Tumor-infiltrating immune cells in different CIMP-related subgroups

We assessed the presence of tumor-infiltrating immune cells (TIICs) in CIMP-related subgroups by using CIBERSORT (Fig. 3). Obviously, immune cells showed differential infiltration pattern between CIMP-related subgroups. The proportions of B cells, plasma cells, T cells CD4 memory resting, regulatory T cells and resting mast cells were significantly higher in the in the CIMP-L subgroup. Meanwhile, CD8+ T cells, T cells CD4 memory activated, T follicular helper cells, M1 macrophages, and Dendritic cells resting were higher in the CIMP-H subgroup. Other immune cells, including NK cells and monocytes, didn’t show significant differences. In addition, we found in most samples no apparent T cells CD4 naïve, T cells gamma delta and Eosinophils were infiltrated. These results indicated that CIMP-L subgroup have a distinct immune phenotype, which is considered to impair and suppress antitumor immunity.

Figure 3. The comparison of fractions of tumor-infiltrating immune cells between CIMP-related subgroups in GC.

Figure 3

(Kruskal–Wallis test was used, * represents for p < 0.05, ** represents for p < 0.01, *** represents for p < 0.001).

Analysis of DNA somatic mutations in patients with distinct CIMP status

A distinct set of genetic aberrations between CIMP-related subgroups was evident in our study.
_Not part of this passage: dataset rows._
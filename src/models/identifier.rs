use once_cell::sync::Lazy;
use regex::Regex;

/// First run of 7+ consecutive digits, bounded by word boundaries.
static ORDER_ID: Lazy<Regex> = Lazy::new(|| Regex::new(r"\b([0-9]{7,})\b").unwrap());

/// Indian mobile number: 10 digits starting 6-9, optionally prefixed with
/// `+91` or a single leading `0`. The leading guard rejects candidates that
/// are embedded inside a longer digit run (regex has no lookbehind).
static PHONE: Lazy<Regex> =
    Lazy::new(|| Regex::new(r"(?:^|[^0-9])(?:\+91|0)?([6-9][0-9]{9})\b").unwrap());

#[derive(Debug, Clone, PartialEq, Eq)]
pub enum ExtractedIdentifier {
    OrderId(String),
    Phone(String),
}

impl ExtractedIdentifier {
    pub fn as_str(&self) -> &str {
        match self {
            ExtractedIdentifier::OrderId(id) => id,
            ExtractedIdentifier::Phone(number) => number,
        }
    }
}

/// First 7+ digit run in the text, if any.
pub fn extract_order_id(text: &str) -> Option<String> {
    ORDER_ID
        .captures(text)
        .map(|caps| caps[1].to_string())
}

/// First valid mobile number in the text, normalized to its 10 digits
/// (any `+91` or leading-zero prefix stripped).
pub fn extract_phone(text: &str) -> Option<String> {
    PHONE.captures(text).map(|caps| caps[1].to_string())
}

/// Scan free text for an identifier. The order-ID rule is checked first; a
/// phone number is only reported when no 7+ digit run exists.
pub fn extract(text: &str) -> Option<ExtractedIdentifier> {
    if let Some(order_id) = extract_order_id(text) {
        return Some(ExtractedIdentifier::OrderId(order_id));
    }
    extract_phone(text).map(ExtractedIdentifier::Phone)
}

#[cfg(test)]
mod tests {
    use super::*;

    #[test]
    fn test_order_id_seven_digits() {
        assert_eq!(
            extract_order_id("cancellation reason for order 1234567?"),
            Some("1234567".to_string())
        );
    }

    #[test]
    fn test_order_id_no_upper_bound() {
        assert_eq!(
            extract_order_id("order 123456789012345 please"),
            Some("123456789012345".to_string())
        );
    }

    #[test]
    fn test_six_digits_is_not_an_order_id() {
        assert_eq!(extract_order_id("order 123456"), None);
        assert_eq!(extract("order 123456"), None);
    }

    #[test]
    fn test_phone_plain() {
        assert_eq!(
            extract_phone("balance for 9876543210"),
            Some("9876543210".to_string())
        );
    }

    #[test]
    fn test_phone_strips_country_code() {
        assert_eq!(
            extract_phone("reach me at +919876543210"),
            Some("9876543210".to_string())
        );
    }

    #[test]
    fn test_phone_strips_leading_zero() {
        assert_eq!(
            extract_phone("09876543210 is my number"),
            Some("9876543210".to_string())
        );
    }

    #[test]
    fn test_phone_must_start_six_to_nine() {
        assert_eq!(extract_phone("1234567890"), None);
    }

    #[test]
    fn test_phone_not_taken_from_longer_run() {
        // 11 digits without a recognized prefix is not a phone number
        assert_eq!(extract_phone("99876543210"), None);
        assert_eq!(extract_phone("id 987654321012"), None);
    }

    #[test]
    fn test_order_id_wins_over_phone() {
        assert_eq!(
            extract("order 9876543210"),
            Some(ExtractedIdentifier::OrderId("9876543210".to_string()))
        );
    }

    #[test]
    fn test_extraction_is_total() {
        assert_eq!(extract(""), None);
        assert_eq!(extract("no digits here"), None);
        assert_eq!(extract("short 123"), None);
    }

    #[test]
    fn test_extraction_is_pure() {
        let text = "order 7654321 and 9876543210";
        assert_eq!(extract(text), extract(text));
    }
}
We found 350 samples with mutations in a total of 391samples (89.51%), with TTN and TP53 ranking as the most common mutation gene (Fig. 4A). Mutation of the TP53 gene was found enriched in the CIMP-L subgroup. At the same time, mutations of TTN and MUC16 were higher in the CIMP-H subgroup. The most common mutations in GC samples were missense mutations, comprising the majority of SNPs, the main SNV classification was C > T transition, and the number of altered bases in each sample was counted (Figs. 4B4E). We then showed the top 10 mutated genes in GC with ranked percentages, including TTN (53%), MUC16 (31%), TP53 (46%), LRP1B (27%), SYNE1 (26%), ARID1A (24%), CSMD3 (23%), FAT4 (19%), FLG (20%), HMCN1 (19%), and summarized the mutation types in GC (Figs. 4F and 4G). We then calculated the tumor mutation burden (TMB), which is considered to correlate with enhanced clinical response to immunotherapy and superior OS. We found TMB was higher in the CIMP-H subgroup (Fig. 4H).
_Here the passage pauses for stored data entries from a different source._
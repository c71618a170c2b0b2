use std::env;

#[derive(Clone, Debug)]
pub struct AppConfig {
    pub port: u16,
    pub gemini_api_key: String,
    pub gemini_base_url: String,
    pub gemini_model: String,
    pub order_api_url: String,
    pub order_api_token: String,
    pub loyalty_api_url: String,
    pub loyalty_api_key: String,
    pub loyalty_access_token: String,
    pub request_timeout_secs: u64,
    pub not_found_as_error: bool,
}

impl AppConfig {
    pub fn from_env() -> Self {
        Self {
            port: env::var("PORT")
                .ok()
                .and_then(|v| v.parse().ok())
                .unwrap_or(8080),
            gemini_api_key: env::var("GEMINI_API_KEY").unwrap_or_default(),
            gemini_base_url: env::var("GEMINI_BASE_URL")
                .unwrap_or_else(|_| "https://generativelanguage.googleapis.com/v1beta".to_string()),
            gemini_model: env::var("GEMINI_MODEL").unwrap_or_else(|_| "gemini-pro".to_string()),
            order_api_url: env::var("ORDER_API_URL")
                .unwrap_or_else(|_| "https://apigateway.example.in/corporate-portal".to_string()),
            order_api_token: env::var("ORDER_API_TOKEN").unwrap_or_default(),
            loyalty_api_url: env::var("LOYALTY_API_URL")
                .unwrap_or_else(|_| "https://loyalty.example.in/api".to_string()),
            loyalty_api_key: env::var("LOYALTY_API_KEY").unwrap_or_default(),
            loyalty_access_token: env::var("LOYALTY_ACCESS_TOKEN").unwrap_or_default(),
            request_timeout_secs: env::var("REQUEST_TIMEOUT_SECS")
                .ok()
                .and_then(|v| v.parse().ok())
                .unwrap_or(8),
            not_found_as_error: env::var("NOT_FOUND_AS_ERROR")
                .map(|v| v == "1" || v.eq_ignore_ascii_case("true"))
                .unwrap_or(true),
        }
    }

    pub fn has_gemini_key(&self) -> bool {
        credential_ok(&self.gemini_api_key)
    }

    pub fn has_order_credentials(&self) -> bool {
        credential_ok(&self.order_api_token)
    }

    pub fn has_loyalty_credentials(&self) -> bool {
        credential_ok(&self.loyalty_api_key) && credential_ok(&self.loyalty_access_token)
    }
}

/// A usable credential is non-empty after trimming and carries no embedded
/// whitespace (a pasted token with a stray space breaks the auth header).
pub fn credential_ok(token: &str) -> bool {
    let trimmed = token.trim();
    !trimmed.is_empty() && !trimmed.contains(' ')
}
Figure 4. The mutational signatures in CIMP-related subgroups.

Figure 4

(A) Waterfall plots showed mutation information of each gene in GC subgroups stratified by CIMP status, and various colors with annotations at the bottom represented the different mutation types. (B) Frequency of variant classifications. (C) Summary of variant types. (D) Summary of variants in per sample. (E) Summary of SNV classes. (F) Top ten mutated genes. (G) Summary of variant classifications. (H) Tumor mutation burden (TMB) of CIMP-related subgroups. The CIMP-H subgroup had higher TMB than the other subgroups. (Kruskal–Wallis test was used, SteelDwass test was used for post-hoc test, * represents for p < 0.05, ** represents for p < 0.01, *** represents for p < 0.001).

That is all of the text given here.